### EXERCISE INSTRUCTIONS
For the entries below, repeat exactly each line starting with the one that contains "match (id, params)" and going on through the one that contains "fn try_from(req: &GenerateBatchRequest)", and no others.

### DATA SUPPLIED
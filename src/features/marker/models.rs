use serde::{Deserialize, Serialize};

use super::MarkerError;
use super::dictionary::{Dictionary, MARKER_COUNT};

pub const SIZE_MIN: i64 = 50;
pub const SIZE_MAX: i64 = 1000;
pub const MARGIN_MIN: i64 = 0;
pub const MARGIN_MAX: i64 = 100;
pub const BORDER_BITS_MIN: i64 = 1;
pub const BORDER_BITS_MAX: i64 = 4;
pub const COUNT_MIN: i64 = 1;
pub const COUNT_MAX: i64 = 20;

pub const DEFAULT_SIZE: i64 = 200;
pub const DEFAULT_MARGIN: i64 = 10;
pub const DEFAULT_BORDER_BITS: i64 = 1;
pub const DEFAULT_COUNT: i64 = 5;
pub const DEFAULT_DICTIONARY: &str = "4x4";

fn default_size() -> i64 {
    DEFAULT_SIZE
}
fn default_margin() -> i64 {
    DEFAULT_MARGIN
}
fn default_border_bits() -> i64 {
    DEFAULT_BORDER_BITS
}
fn default_count() -> i64 {
    DEFAULT_COUNT
}
fn default_dictionary() -> String {
    DEFAULT_DICTIONARY.to_string()
}

/// 字段级校验失败
#[derive(Debug, Clone, PartialEq, Eq)]
pub struct FieldViolation {
    pub field: &'static str,
    pub message: String,
}

impl FieldViolation {
    fn out_of_range(field: &'static str, value: i64, min: i64, max: i64) -> Self {
        Self {
            field,
            message: format!("{field} 必须在 {min}-{max} 之间（收到 {value}）"),
        }
    }
}

/// 单个标记生成请求（GET 查询参数与 POST JSON 共用）。
///
/// 数值字段先按 `i64` 接收，再由 [`MarkerSpec::try_from`] 做范围校验，
/// 这样越界值会得到字段级的错误说明而不是反序列化失败。
#[derive(Debug, Clone, Serialize, Deserialize, utoipa::ToSchema, utoipa::IntoParams)]
#[into_params(parameter_in = Query)]
pub struct GenerateRequest {
    /// 标记 ID（0-49），也接受 `marker_id`
    #[serde(alias = "marker_id")]
    #[schema(example = 7)]
    pub id: i64,
    /// 标记边长（像素，50-1000，默认 200）
    #[serde(default = "default_size")]
    #[schema(example = 200)]
    pub size: i64,
    /// 四周白边（像素，0-100，默认 10），也接受 `margin_size`
    #[serde(default = "default_margin", alias = "margin_size")]
    #[schema(example = 10)]
    pub margin: i64,
    /// 边框宽度（单元数，1-4，默认 1）
    #[serde(default = "default_border_bits")]
    #[schema(example = 1)]
    pub border_bits: i64,
    /// 字典：4x4 / 5x5 / 6x6 / 7x7（默认 4x4）
    #[serde(default = "default_dictionary")]
    #[schema(example = "4x4")]
    pub dictionary: String,
}

/// 批量生成请求
#[derive(Debug, Clone, Serialize, Deserialize, utoipa::ToSchema)]
pub struct GenerateBatchRequest {
    /// 起始 ID（默认 0）；超出字典范围的 ID 会被跳过
    #[serde(default)]
    #[schema(example = 0)]
    pub start_id: i64,
    /// 数量（1-20，默认 5）
    #[serde(default = "default_count")]
    #[schema(example = 5)]
    pub count: i64,
    #[serde(default = "default_size")]
    #[schema(example = 200)]
    pub size: i64,
    #[serde(default = "default_margin", alias = "margin_size")]
    #[schema(example = 10)]
    pub margin: i64,
    #[serde(default = "default_border_bits")]
    #[schema(example = 1)]
    pub border_bits: i64,
    #[serde(default = "default_dictionary")]
    #[schema(example = "4x4")]
    pub dictionary: String,
}

/// 与 ID 无关的渲染参数（已校验）。
#[derive(Debug, Clone, Copy, PartialEq, Eq)]
pub struct RenderParams {
    pub size: u32,
    pub margin: u32,
    pub border_bits: u32,
    pub dictionary: Dictionary,
}

impl RenderParams {
    /// 校验渲染参数；所有违规字段一并返回。
    fn validate(
        size: i64,
        margin: i64,
        border_bits: i64,
        dictionary: &str,
        violations: &mut Vec<FieldViolation>,
    ) -> Option<Self> {
        let size = check_range("size", size, SIZE_MIN, SIZE_MAX, violations);
        let margin = check_range("margin", margin, MARGIN_MIN, MARGIN_MAX, violations);
        let border_bits = check_range(
            "border_bits",
            border_bits,
            BORDER_BITS_MIN,
            BORDER_BITS_MAX,
            violations,
        );
        let dictionary = match dictionary.parse::<Dictionary>() {
            Ok(d) => Some(d),
            Err(e) => {
                violations.push(FieldViolation {
                    field: "dictionary",
                    message: e.to_string(),
                });
                None
            }
        };

        Some(Self {
            size: size?,
            margin: margin?,
            border_bits: border_bits?,
            dictionary: dictionary?,
        })
    }

    pub fn side(&self) -> u32 {
        self.size + 2 * self.margin
    }
}

fn check_range(
    field: &'static str,
    value: i64,
    min: i64,
    max: i64,
    violations: &mut Vec<FieldViolation>,
) -> Option<u32> {
    if (min..=max).contains(&value) {
        u32::try_from(value).ok()
    } else {
        violations.push(FieldViolation::out_of_range(field, value, min, max));
        None
    }
}

/// 已校验的单个标记规格。
#[derive(Debug, Clone, Copy, PartialEq, Eq)]
pub struct MarkerSpec {
    pub id: u32,
    pub params: RenderParams,
}

impl MarkerSpec {
    pub fn new(
        id: i64,
        size: i64,
        margin: i64,
        border_bits: i64,
        dictionary: &str,
    ) -> Result<Self, MarkerError> {
        let mut violations = Vec::new();
        let id = check_range("id", id, 0, i64::from(MARKER_COUNT) - 1, &mut violations);
        let params = RenderParams::validate(size, margin, border_bits, dictionary, &mut violations);
        match (id, params) {
            (Some(id), Some(params)) if violations.is_empty() => Ok(Self { id, params }),
            _ => Err(MarkerError::Invalid(violations)),
        }
    }
}

impl TryFrom<&GenerateRequest> for MarkerSpec {
    type Error = MarkerError;

    fn try_from(req: &GenerateRequest) -> Result<Self, Self::Error> {
        MarkerSpec::new(
            req.id,
            req.size,
            req.margin,
            req.border_bits,
            &req.dictionary,
        )
    }
}

/// 已校验的批量规格：起始 ID 允许越界（越界部分在生成时跳过）。
#[derive(Debug, Clone, Copy, PartialEq, Eq)]
pub struct BatchSpec {
    pub start_id: u32,
    pub count: u32,
    pub params: RenderParams,
}

impl BatchSpec {
    /// 实际会生成的 ID（已剔除超出字典范围的尾部）。
    pub fn ids(&self) -> impl Iterator<Item = u32> + '_ {
        let dictionary = self.params.dictionary;
        (0..self.count)
            .filter_map(move |i| self.start_id.checked_add(i))
            .filter(move |id| dictionary.contains_id(*id))
    }
}

impl TryFrom<&GenerateBatchRequest> for BatchSpec {
    type Error = MarkerError;

    fn try_from(req: &GenerateBatchRequest) -> Result<Self, Self::Error> {
        let mut violations = Vec::new();
        let start_id = if req.start_id < 0 {
            violations.push(FieldViolation {
                field: "start_id",
                message: format!("start_id 必须 >= 0（收到 {}）", req.start_id),
            });
            None
        } else {
            Some(u32::try_from(req.start_id).unwrap_or(u32::MAX))
        };
        let count = check_range("count", req.count, COUNT_MIN, COUNT_MAX, &mut violations);
        let params = RenderParams::validate(
            req.size,
            req.margin,
            req.border_bits,
            &req.dictionary,
            &mut violations,
        );
        match (start_id, count, params) {
            (Some(start_id), Some(count), Some(params)) if violations.is_empty() => Ok(Self {
                start_id,
                count,
                params,
            }),
            _ => Err(MarkerError::Invalid(violations)),
        }
    }
}

/// 单个标记生成响应
#[derive(Debug, Serialize, Deserialize, utoipa::ToSchema)]
pub struct GenerateResponse {
    pub success: bool,
    pub id: u32,
    /// PNG 图片的 base64 文本
    pub image_base64: String,
    pub size: u32,
    pub margin: u32,
    #[schema(value_type = String, example = "4x4")]
    pub dictionary: Dictionary,
    pub message: String,
}

/// 批量结果中的单个标记
#[derive(Debug, Serialize, Deserialize, utoipa::ToSchema)]
pub struct MarkerImage {
    pub id: u32,
    pub image_base64: String,
    pub size: u32,
    pub margin: u32,
}

/// 批量生成响应
#[derive(Debug, Serialize, Deserialize, utoipa::ToSchema)]
pub struct GenerateBatchResponse {
    pub success: bool,
    pub markers: Vec<MarkerImage>,
    /// 实际生成的数量（尾部越界 ID 不计入）
    pub total_generated: u32,
    pub message: String,
}

#[cfg(test)]
mod tests {
    use super::*;

    fn batch(start_id: i64, count: i64) -> GenerateBatchRequest {
        GenerateBatchRequest {
            start_id,
            count,
            size: DEFAULT_SIZE,
            margin: DEFAULT_MARGIN,
            border_bits: DEFAULT_BORDER_BITS,
            dictionary: default_dictionary(),
        }
    }

    #[test]
    fn defaults_apply_when_fields_missing() {
        let req: GenerateRequest = serde_json::from_str(r#"{"id": 3}"#).unwrap();
        let spec = MarkerSpec::try_from(&req).unwrap();
        assert_eq!(spec.id, 3);
        assert_eq!(spec.params.size, 200);
        assert_eq!(spec.params.margin, 10);
        assert_eq!(spec.params.border_bits, 1);
        assert_eq!(spec.params.dictionary, Dictionary::Dict4x4);
        assert_eq!(spec.params.side(), 220);
    }

    #[test]
    fn aliases_are_accepted() {
        let req: GenerateRequest =
            serde_json::from_str(r#"{"marker_id": 9, "margin_size": 0, "dictionary": "5x5"}"#)
                .unwrap();
        let spec = MarkerSpec::try_from(&req).unwrap();
        assert_eq!(spec.id, 9);
        assert_eq!(spec.params.margin, 0);
        assert_eq!(spec.params.dictionary, Dictionary::Dict5x5);
    }

    #[test]
    fn collects_every_violated_field() {
        let err = MarkerSpec::new(50, 49, 101, 5, "9x9").unwrap_err();
        let MarkerError::Invalid(violations) = err else {
            panic!("expected Invalid, got {err:?}");
        };
        let fields: Vec<_> = violations.iter().map(|v| v.field).collect();
        assert_eq!(fields, ["id", "size", "margin", "border_bits", "dictionary"]);
    }

    #[test]
    fn bounds_are_inclusive() {
        assert!(MarkerSpec::new(0, 50, 0, 1, "4x4").is_ok());
        assert!(MarkerSpec::new(49, 1000, 100, 4, "7x7").is_ok());
        assert!(MarkerSpec::new(-1, 200, 10, 1, "4x4").is_err());
    }

    #[test]
    fn batch_tail_is_clamped_to_dictionary() {
        let spec = BatchSpec::try_from(&batch(45, 10)).unwrap();
        assert_eq!(spec.ids().collect::<Vec<_>>(), vec![45, 46, 47, 48, 49]);
    }

    #[test]
    fn batch_starting_out_of_range_yields_nothing() {
        let spec = BatchSpec::try_from(&batch(60, 5)).unwrap();
        assert_eq!(spec.ids().count(), 0);
    }

    #[test]
    fn batch_count_is_bounded() {
        assert!(BatchSpec::try_from(&batch(0, 0)).is_err());
        assert!(BatchSpec::try_from(&batch(0, 21)).is_err());
        assert!(BatchSpec::try_from(&batch(-1, 5)).is_err());
        assert_eq!(BatchSpec::try_from(&batch(0, 20)).unwrap().ids().count(), 20);
    }
}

### RESPONSE TO THIS TASK
        match (id, params) {
            (Some(id), Some(params)) if violations.is_empty() => Ok(Self { id, params }),
            _ => Err(MarkerError::Invalid(violations)),
        }
    }
}

impl TryFrom<&GenerateRequest> for MarkerSpec {
    type Error = MarkerError;

    fn try_from(req: &GenerateRequest) -> Result<Self, Self::Error> {
        MarkerSpec::new(
            req.id,
            req.size,
            req.margin,
            req.border_bits,
            &req.dictionary,
        )
    }
}

/// 已校验的批量规格：起始 ID 允许越界（越界部分在生成时跳过）。
#[derive(Debug, Clone, Copy, PartialEq, Eq)]
pub struct BatchSpec {
    pub start_id: u32,
    pub count: u32,
    pub params: RenderParams,
}

impl BatchSpec {
    /// 实际会生成的 ID（已剔除超出字典范围的尾部）。
    pub fn ids(&self) -> impl Iterator<Item = u32> + '_ {
        let dictionary = self.params.dictionary;
        (0..self.count)
            .filter_map(move |i| self.start_id.checked_add(i))
            .filter(move |id| dictionary.contains_id(*id))
    }
}

impl TryFrom<&GenerateBatchRequest> for BatchSpec {
    type Error = MarkerError;

    fn try_from(req: &GenerateBatchRequest) -> Result<Self, Self::Error> {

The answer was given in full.